- _TASK DESCRIPTION_: Every entry must be duplicated word for word.

- _SUPPLIED RECORDS_:
*****
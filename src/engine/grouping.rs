// ==========================================
// 扫码生产日报 - 分组引擎
// ==========================================
// 职责: 按物料名称 / 按当前工序对记录分组
// 输出: BTreeMap, 迭代顺序即下游要求的顺序
//   - 物料名称: 字典序
//   - 工序: 标准工艺顺序（Operation 的 Ord）
// 组内记录保持输入顺序
// ==========================================

use crate::config::ReportLayoutConfig;
use crate::domain::article::ArticleCatalog;
use crate::domain::record::ScannedCodeRecord;
use crate::domain::types::Operation;
use std::collections::BTreeMap;

// ==========================================
// GroupingEngine - 分组引擎
// ==========================================
#[derive(Debug, Clone, Copy)]
pub struct GroupingEngine<'a> {
    articles: &'a ArticleCatalog,
    unassigned_label: &'a str,
    fallback_operation: Operation,
}

impl<'a> GroupingEngine<'a> {
    pub fn new(articles: &'a ArticleCatalog, config: &'a ReportLayoutConfig) -> Self {
        Self {
            articles,
            unassigned_label: config.unassigned_label.as_str(),
            fallback_operation: config.fallback_operation,
        }
    }

    /// 记录的物料名称（无物料或物料已删除时为未分配标签）
    pub fn article_name(&self, record: &ScannedCodeRecord) -> &'a str {
        self.articles
            .resolve(record.article_id.as_ref())
            .map(|article| article.name.as_str())
            .unwrap_or(self.unassigned_label)
    }

    /// 记录的归属工序（无工序历史时为兜底工序）
    pub fn operation_of(&self, record: &ScannedCodeRecord) -> Operation {
        record.current_operation().unwrap_or(self.fallback_operation)
    }

    /// 按物料名称分组
    pub fn group_by_article_name<'r, I>(
        &self,
        records: I,
    ) -> BTreeMap<&'a str, Vec<&'r ScannedCodeRecord>>
    where
        I: IntoIterator<Item = &'r ScannedCodeRecord>,
    {
        let mut groups: BTreeMap<&'a str, Vec<&'r ScannedCodeRecord>> = BTreeMap::new();
        for record in records {
            groups.entry(self.article_name(record)).or_default().push(record);
        }
        groups
    }

    /// 按当前工序分组
    pub fn group_by_operation<'r, I>(
        &self,
        records: I,
    ) -> BTreeMap<Operation, Vec<&'r ScannedCodeRecord>>
    where
        I: IntoIterator<Item = &'r ScannedCodeRecord>,
    {
        let mut groups: BTreeMap<Operation, Vec<&'r ScannedCodeRecord>> = BTreeMap::new();
        for record in records {
            groups.entry(self.operation_of(record)).or_default().push(record);
        }
        groups
    }
}
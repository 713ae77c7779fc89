// ==========================================
// 扫码生产日报 - 报表生成编排
// ==========================================
// 流程: 分组引擎 → 分页引擎 → 报表组装
// 同步、单线程、无 I/O; 每次调用基于独立输入快照生成新结果,无缓存
// ==========================================

use crate::config::ReportLayoutConfig;
use crate::domain::report::{ReportInput, ReportPageDescriptor};
use crate::engine::error::ReportError;
use crate::engine::grouping::GroupingEngine;
use crate::engine::paginator::ReportPaginator;
use crate::engine::report_assembly::ReportAssembler;
use tracing::{info, instrument, warn};

// ==========================================
// ReportGenerator - 日报生成器
// ==========================================
pub struct ReportGenerator {
    config: ReportLayoutConfig,
    assembler: ReportAssembler,
}

impl ReportGenerator {
    /// 创建生成器（校验版式配置）
    pub fn new(config: ReportLayoutConfig) -> Result<Self, ReportError> {
        config.validate()?;
        Ok(Self {
            config,
            assembler: ReportAssembler::new(),
        })
    }

    pub fn config(&self) -> &ReportLayoutConfig {
        &self.config
    }

    /// 生成日报分页
    ///
    /// # 返回
    /// 按页码排列的页描述; 无记录时为一张空白页
    #[instrument(skip(self, input), fields(
        report_date = %input.report_date,
        total_records = input.total_records()
    ))]
    pub fn generate(&self, input: &ReportInput) -> Result<Vec<ReportPageDescriptor>, ReportError> {
        let grouping = GroupingEngine::new(&input.articles, &self.config);

        let historyless = input
            .audited
            .iter()
            .chain(input.other.iter())
            .filter(|r| r.operation_history.is_empty())
            .count();
        if historyless > 0 {
            warn!(
                count = historyless,
                fallback = %self.config.fallback_operation,
                "存在无工序历史的记录,归入兜底工序"
            );
        }

        let day_summary = self.assembler.day_summary(input, &grouping);

        let placements = ReportPaginator::new(&self.config).paginate(
            &grouping,
            &input.packaged,
            &input.audited,
            &input.other,
        )?;

        let pages = self.assembler.assemble(input, placements, day_summary);

        info!(total_pages = pages.len(), "日报分页完成");
        Ok(pages)
    }
}

impl Default for ReportGenerator {
    fn default() -> Self {
        Self {
            config: ReportLayoutConfig::default(),
            assembler: ReportAssembler::new(),
        }
    }
}

#[cfg(test)]
mod tests {
    use super::*;
    use crate::config::{ConfigError, PageCapacityPolicy};
    use crate::domain::article::ArticleCatalog;
    use crate::domain::report::ReportSettings;
    use chrono::NaiveDate;

    #[test]
    fn test_invalid_config_rejected() {
        let config = ReportLayoutConfig {
            capacity: PageCapacityPolicy {
                page_lines: 6,
                page_header: 5,
                ..PageCapacityPolicy::default()
            },
            ..ReportLayoutConfig::default()
        };
        let err = ReportGenerator::new(config).err().unwrap();
        assert!(matches!(err, ReportError::Config(ConfigError::Invalid { .. })));
    }

    #[test]
    fn test_empty_day() {
        let input = ReportInput::new(
            vec![],
            vec![],
            vec![],
            ArticleCatalog::new(),
            NaiveDate::from_ymd_opt(2026, 3, 2).unwrap(),
            ReportSettings::default(),
        );

        let pages = ReportGenerator::default().generate(&input).unwrap();

        assert_eq!(pages.len(), 1);
        assert_eq!(pages[0].total_pages, 1);
        assert!(pages[0].is_first_page);
        assert!(pages[0].is_empty());
        assert_eq!(pages[0].day_summary.total_records, 0);
        assert_eq!(pages[0].day_summary.total_audited, 0);
        assert_eq!(pages[0].day_summary.total_packaged, 0);
        assert!(pages[0].day_summary.operation_counts.is_empty());
    }
}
*****
- _WRITTEN ANSWER_:
filename src/engine/grouping.rs
// ==========================================
// 扫码生产日报 - 分组引擎
// ==========================================
// 职责: 按物料名称 / 按当前工序对记录分组
// 输出: BTreeMap, 迭代顺序即下游要求的顺序
//   - 物料名称: 字典序
//   - 工序: 标准工艺顺序（Operation 的 Ord）
// 组内记录保持输入顺序
// ==========================================

use crate::config::ReportLayoutConfig;
use crate::domain::article::ArticleCatalog;
use crate::domain::record::ScannedCodeRecord;
use crate::domain::types::Operation;
use std::collections::BTreeMap;

// ==========================================
// GroupingEngine - 分组引擎
// ==========================================
#[derive(Debug, Clone, Copy)]
pub struct GroupingEngine<'a> {
    articles: &'a ArticleCatalog,
    unassigned_label: &'a str,
    fallback_operation: Operation,
}

impl<'a> GroupingEngine<'a> {
    pub fn new(articles: &'a ArticleCatalog, config: &'a ReportLayoutConfig) -> Self {
        Self {
            articles,
            unassigned_label: config.unassigned_label.as_str(),
            fallback_operation: config.fallback_operation,
        }
    }

    /// 记录的物料名称（无物料或物料已删除时为未分配标签）
    pub fn article_name(&self, record: &ScannedCodeRecord) -> &'a str {
        self.articles
            .resolve(record.article_id.as_ref())
            .map(|article| article.name.as_str())
            .unwrap_or(self.unassigned_label)
    }

    /// 记录的归属工序（无工序历史时为兜底工序）
    pub fn operation_of(&self, record: &ScannedCodeRecord) -> Operation {
        record.current_operation().unwrap_or(self.fallback_operation)
    }

    /// 按物料名称分组
    pub fn group_by_article_name<'r, I>(
        &self,
        records: I,
    ) -> BTreeMap<&'a str, Vec<&'r ScannedCodeRecord>>
    where
        I: IntoIterator<Item = &'r ScannedCodeRecord>,
    {
        let mut groups: BTreeMap<&'a str, Vec<&'r ScannedCodeRecord>> = BTreeMap::new();
        for record in records {
            groups.entry(self.article_name(record)).or_default().push(record);
        }
        groups
    }

    /// 按当前工序分组
    pub fn group_by_operation<'r, I>(
        &self,
        records: I,
    ) -> BTreeMap<Operation, Vec<&'r ScannedCodeRecord>>
    where
        I: IntoIterator<Item = &'r ScannedCodeRecord>,
    {
        let mut groups: BTreeMap<Operation, Vec<&'r ScannedCodeRecord>> = BTreeMap::new();
        for record in records {
            groups.entry(self.operation_of(record)).or_default().push(record);
        }
        groups
    }
}
repository 713ae77c7779fc89
// ==========================================
// 扫码生产日报 - 报表生成编排
// ==========================================
// 流程: 分组引擎 → 分页引擎 → 报表组装
// 同步、单线程、无 I/O; 每次调用基于独立输入快照生成新结果,无缓存
// ==========================================

use crate::config::ReportLayoutConfig;
use crate::domain::report::{ReportInput, ReportPageDescriptor};
use crate::engine::error::ReportError;
use crate::engine::grouping::GroupingEngine;
use crate::engine::paginator::ReportPaginator;
use crate::engine::report_assembly::ReportAssembler;
use tracing::{info, instrument, warn};

// ==========================================
// ReportGenerator - 日报生成器
// ==========================================
pub struct ReportGenerator {
    config: ReportLayoutConfig,
    assembler: ReportAssembler,
}

impl ReportGenerator {
    /// 创建生成器（校验版式配置）
    pub fn new(config: ReportLayoutConfig) -> Result<Self, ReportError> {
        config.validate()?;
        Ok(Self {
            config,
            assembler: ReportAssembler::new(),
        })
    }

    pub fn config(&self) -> &ReportLayoutConfig {
        &self.config
    }

    /// 生成日报分页
    ///
    /// # 返回
    /// 按页码排列的页描述; 无记录时为一张空白页
    #[instrument(skip(self, input), fields(
        report_date = %input.report_date,
        total_records = input.total_records()
    ))]
    pub fn generate(&self, input: &ReportInput) -> Result<Vec<ReportPageDescriptor>, ReportError> {
        let grouping = GroupingEngine::new(&input.articles, &self.config);

        let historyless = input
            .audited
            .iter()
            .chain(input.other.iter())
            .filter(|r| r.operation_history.is_empty())
            .count();
        if historyless > 0 {
            warn!(
                count = historyless,
                fallback = %self.config.fallback_operation,
                "存在无工序历史的记录,归入兜底工序"
            );
        }

        let day_summary = self.assembler.day_summary(input, &grouping);

        let placements = ReportPaginator::new(&self.config).paginate(
            &grouping,
            &input.packaged,
            &input.audited,
            &input.other,
        )?;

        let pages = self.assembler.assemble(input, placements, day_summary);

        info!(total_pages = pages.len(), "日报分页完成");
        Ok(pages)
    }
}

impl Default for ReportGenerator {
    fn default() -> Self {
        Self {
            config: ReportLayoutConfig::default(),
            assembler: ReportAssembler::new(),
        }
    }
}

#[cfg(test)]
mod tests {
    use super::*;
    use crate::config::{ConfigError, PageCapacityPolicy};
    use crate::domain::article::ArticleCatalog;
    use crate::domain::report::ReportSettings;
    use chrono::NaiveDate;

    #[test]
    fn test_invalid_config_rejected() {
        let config = ReportLayoutConfig {
            capacity: PageCapacityPolicy {
                page_lines: 6,
                page_header: 5,
                ..PageCapacityPolicy::default()
            },
            ..ReportLayoutConfig::default()
        };
        let err = ReportGenerator::new(config).err().unwrap();
        assert!(matches!(err, ReportError::Config(ConfigError::Invalid { .. })));
    }

    #[test]
    fn test_empty_day() {
        let input = ReportInput::new(
            vec![],
            vec![],
            vec![],
            ArticleCatalog::new(),
            NaiveDate::from_ymd_opt(2026, 3, 2).unwrap(),
            ReportSettings::default(),
        );

        let pages = ReportGenerator::default().generate(&input).unwrap();

        assert_eq!(pages.len(), 1);
        assert_eq!(pages[0].total_pages, 1);
        assert!(pages[0].is_first_page);
        assert!(pages[0].is_empty());
        assert_eq!(pages[0].day_summary.total_records, 0);
        assert_eq!(pages[0].day_summary.total_audited, 0);
        assert_eq!(pages[0].day_summary.total_packaged, 0);
        assert!(pages[0].day_summary.operation_counts.is_empty());
    }
}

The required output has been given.